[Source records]

******

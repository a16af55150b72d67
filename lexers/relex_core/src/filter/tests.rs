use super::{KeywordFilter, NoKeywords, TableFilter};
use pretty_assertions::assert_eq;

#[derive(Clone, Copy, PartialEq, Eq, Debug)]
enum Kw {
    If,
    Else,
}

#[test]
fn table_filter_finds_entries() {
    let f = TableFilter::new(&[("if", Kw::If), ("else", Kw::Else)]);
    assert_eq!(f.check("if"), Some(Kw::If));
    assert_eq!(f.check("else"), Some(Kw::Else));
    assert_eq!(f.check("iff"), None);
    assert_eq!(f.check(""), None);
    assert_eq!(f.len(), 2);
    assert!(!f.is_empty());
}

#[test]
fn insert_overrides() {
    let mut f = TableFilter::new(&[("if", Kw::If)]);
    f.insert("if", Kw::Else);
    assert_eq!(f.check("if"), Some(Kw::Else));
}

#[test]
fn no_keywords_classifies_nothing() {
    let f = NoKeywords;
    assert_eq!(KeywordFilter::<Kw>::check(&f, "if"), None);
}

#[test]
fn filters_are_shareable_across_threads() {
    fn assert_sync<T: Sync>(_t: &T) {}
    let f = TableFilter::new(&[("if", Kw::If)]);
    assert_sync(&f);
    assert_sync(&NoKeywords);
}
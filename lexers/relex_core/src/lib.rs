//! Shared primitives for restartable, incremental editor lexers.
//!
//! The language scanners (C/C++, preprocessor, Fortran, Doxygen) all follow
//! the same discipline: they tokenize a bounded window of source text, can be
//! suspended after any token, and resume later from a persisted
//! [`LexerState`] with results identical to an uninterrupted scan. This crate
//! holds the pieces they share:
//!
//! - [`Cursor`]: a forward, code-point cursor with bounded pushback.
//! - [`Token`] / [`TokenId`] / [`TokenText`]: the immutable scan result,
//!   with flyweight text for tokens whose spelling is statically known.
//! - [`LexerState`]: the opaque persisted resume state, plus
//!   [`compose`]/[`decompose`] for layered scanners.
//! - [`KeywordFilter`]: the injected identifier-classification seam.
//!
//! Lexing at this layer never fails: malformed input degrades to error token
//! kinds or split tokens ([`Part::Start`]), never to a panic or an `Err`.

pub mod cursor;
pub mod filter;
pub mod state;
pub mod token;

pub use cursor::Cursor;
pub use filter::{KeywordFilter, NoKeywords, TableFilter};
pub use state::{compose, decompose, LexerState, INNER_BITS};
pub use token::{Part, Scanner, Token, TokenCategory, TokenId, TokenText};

******

WHAT THIS TASK INVOLVES ->
Go through the records and tally the lines that include "scanners". Write only the number.

EXERCISE RESULT ->
2